El acusado del doble crimen de Arbo: «Si estoy obsesionado con ella, soy el primer interesado en no verla muerta, ¿no?»

El hombre, que se enfrenta a penas de hasta cincuenta años de prisión por dos asesinatos, reconoce que vigilaba a su exnovia y asegura que ella le daba esperanzas de volver


Pontevedra / La Voz

Arturo D. S. ha reconocido esta mañana en la Audiencia de Pontevedra que vigilaba a su exnovia, Beatriz Rodríguez Mariño, a quien está acusado de matar con una escopeta de cartuchos junto a la nueva pareja de esta, Sergio Rodríguez Fernández, en la madrugada del 3 de julio del 2015 dentro del coche en el que habían ido a practicar sexo a una zona boscosa y apartada de Arbo. No la espiaba todos los días -«dependía de la lluvia y de si era fin de semana»-, matizó el hombre, vecino de Padrenda, en Ourense, pero sí a veces. Solo quería demostrar, dijo, a la hermana de la víctima, Eva, que esta les mentía a ambos porque engañaba a Arturo, con quien tuvo una relación de nueve años y una hija que entonces contaba la misma edad, con Sergio.

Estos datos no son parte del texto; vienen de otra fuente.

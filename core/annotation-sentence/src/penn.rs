//! Penn Treebank tag tables for English words.

use annotation_protocol::UniversalPos;

static PENN_POS: &[(&str, UniversalPos)] = &[
    ("#", UniversalPos::Sym),
    ("$", UniversalPos::Sym),
    ("SYM", UniversalPos::Sym),
    ("\"", UniversalPos::Punct),
    (",", UniversalPos::Punct),
    ("-LRB-", UniversalPos::Punct),
    ("-RRB-", UniversalPos::Punct),
    (".", UniversalPos::Punct),
    (":", UniversalPos::Punct),
    ("``", UniversalPos::Punct),
    ("HYPH", UniversalPos::Punct),
    ("AFX", UniversalPos::Adj),
    ("JJ", UniversalPos::Adj),
    ("JJR", UniversalPos::Adj),
    ("JJS", UniversalPos::Adj),
    ("CC", UniversalPos::Cconj),
    ("CD", UniversalPos::Num),
    ("DT", UniversalPos::Det),
    ("PDT", UniversalPos::Det),
    ("PRP$", UniversalPos::Det),
    ("WDT", UniversalPos::Det),
    ("WP$", UniversalPos::Det),
    ("IN", UniversalPos::Adp),
    ("RP", UniversalPos::Adp),
    ("FW", UniversalPos::X),
    ("LS", UniversalPos::X),
    ("NIL", UniversalPos::X),
    ("VB", UniversalPos::Verb),
    ("VBD", UniversalPos::Verb),
    ("VBG", UniversalPos::Verb),
    ("VBN", UniversalPos::Verb),
    ("VBP", UniversalPos::Verb),
    ("VBZ", UniversalPos::Verb),
    ("MD", UniversalPos::Aux),
    ("AUX:VB", UniversalPos::Aux),
    ("AUX:VBD", UniversalPos::Aux),
    ("AUX:VBG", UniversalPos::Aux),
    ("AUX:VBN", UniversalPos::Aux),
    ("AUX:VBP", UniversalPos::Aux),
    ("AUX:VBZ", UniversalPos::Aux),
    ("NN", UniversalPos::Noun),
    ("NNS", UniversalPos::Noun),
    ("NNP", UniversalPos::Propn),
    ("NNPS", UniversalPos::Propn),
    ("POS", UniversalPos::Part),
    ("TO", UniversalPos::Part),
    ("EX", UniversalPos::Pron),
    ("PRP", UniversalPos::Pron),
    ("WP", UniversalPos::Pron),
    ("RB", UniversalPos::Adv),
    ("RBR", UniversalPos::Adv),
    ("RBS", UniversalPos::Adv),
    ("WRB", UniversalPos::Adv),
    ("UH", UniversalPos::Intj),
];

// Tags missing here (MD, RP, POS, TO, ...) carry no features.
static PENN_FEATURES: &[(&str, &[&str])] = &[
    ("\"", &["PunctSide=Fin", "PunctType=Quot"]),
    (",", &["PunctType=Comm"]),
    ("-LRB-", &["PunctSide=Ini", "PunctType=Brck"]),
    ("-RRB-", &["PunctSide=Fin", "PunctType=Brck"]),
    (".", &["PunctType=Peri"]),
    ("``", &["PunctSide=Ini", "PunctType=Quot"]),
    ("HYPH", &["PunctType=Dash"]),
    ("AFX", &["Hyph=Yes"]),
    ("JJ", &["Degree=Pos"]),
    ("RB", &["Degree=Pos"]),
    ("JJR", &["Degree=Cmp"]),
    ("RBR", &["Degree=Cmp"]),
    ("JJS", &["Degree=Sup"]),
    ("RBS", &["Degree=Sup"]),
    ("CD", &["NumType=Card"]),
    ("DT", &["PronType=Art"]),
    ("PDT", &["AdjType=Pdt"]),
    ("PRP$", &["Poss=Yes", "PronType=Prs"]),
    ("WDT", &["PronType=Int,Rel"]),
    ("WP", &["PronType=Int,Rel"]),
    ("WRB", &["PronType=Int,Rel"]),
    ("WP$", &["Poss=Yes", "PronType=Int,Rel"]),
    ("FW", &["Foreign=Yes"]),
    ("LS", &["NumType=Ord"]),
    ("VB", &["VerbForm=Inf"]),
    ("AUX:VB", &["VerbForm=Inf"]),
    ("VBD", &["Mood=Ind", "Tense=Past", "VerbForm=Fin"]),
    ("AUX:VBD", &["Mood=Ind", "Tense=Past", "VerbForm=Fin"]),
    ("VBG", &["Tense=Pres", "VerbForm=Part"]),
    ("AUX:VBG", &["Tense=Pres", "VerbForm=Part"]),
    ("VBN", &["Tense=Past", "VerbForm=Part"]),
    ("AUX:VBN", &["Tense=Past", "VerbForm=Part"]),
    ("VBP", &["Mood=Ind", "Tense=Pres", "VerbForm=Fin"]),
    ("AUX:VBP", &["Mood=Ind", "Tense=Pres", "VerbForm=Fin"]),
    (
        "VBZ",
        &["Mood=Ind", "Number=Sing", "Person=3", "Tense=Pres", "VerbForm=Fin"],
    ),
    (
        "AUX:VBZ",
        &["Mood=Ind", "Number=Sing", "Person=3", "Tense=Pres", "VerbForm=Fin"],
    ),
    ("NN", &["Number=Sing"]),
    ("NNP", &["Number=Sing"]),
    ("NNS", &["Number=Plur"]),
    ("NNPS", &["Number=Plur"]),
    ("EX", &["PronType=Dem"]),
    ("PRP", &["PronType=Prs"]),
];

pub fn universal_pos(pos_tag: &str) -> Option<UniversalPos> {
    PENN_POS
        .iter()
        .find(|(tag, _)| *tag == pos_tag)
        .map(|(_, upos)| *upos)
}

pub fn universal_features(pos_tag: &str) -> &'static [&'static str] {
    PENN_FEATURES
        .iter()
        .find(|(tag, _)| *tag == pos_tag)
        .map(|(_, features)| *features)
        .unwrap_or(&[])
}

Eso es lo que aseguró al juez y al jurado popular que se constituyó esta misma mañana, poco antes de que comenzara la vista oral. 

El hombre reconoció en varias ocasiones que seguía enamorado de Beatriz Rodríguez a pesar de que esta decidiera poner fin a su relación seis meses antes, ya que «para mí era perfecta». Por eso, asegura, nunca tuvo intención de hacerle daño. «Si estaba obsesionado con ella -tal como declaró horas después del crimen-, soy el primer interesado en no verla muerta, ¿no?», respondió al fiscal. 

Arturo D. S. aseguró que, tras ir la noche del 2 de julio al bar en el que trabajaba la joven acompañado de un amigo, se fue con él a tomar algo en un par de locales más y luego a Portugal a recoger su coche, tras lo que regresó a su casa, en Padrenda. No supo explicar por qué hacia 2 de esa madrugada su móvil se activa en un repetidor cerca del lugar del crimen ni por qué, a las 5.20 se activan, tanto el suyo como el de su exnovia, en otro cerca de la casa del acusado. La hora del suceso se sitúa entre las 0.30 y las 4 de esa madrugada, y el móvil de ella desapareció.

Experto cazador, en el momento del registro la Guardia Civil encontró en casa del imputado cinco escopetas, dos rifles y una carabina. Los dos asesinados murieron de sendos tiros en la cabeza.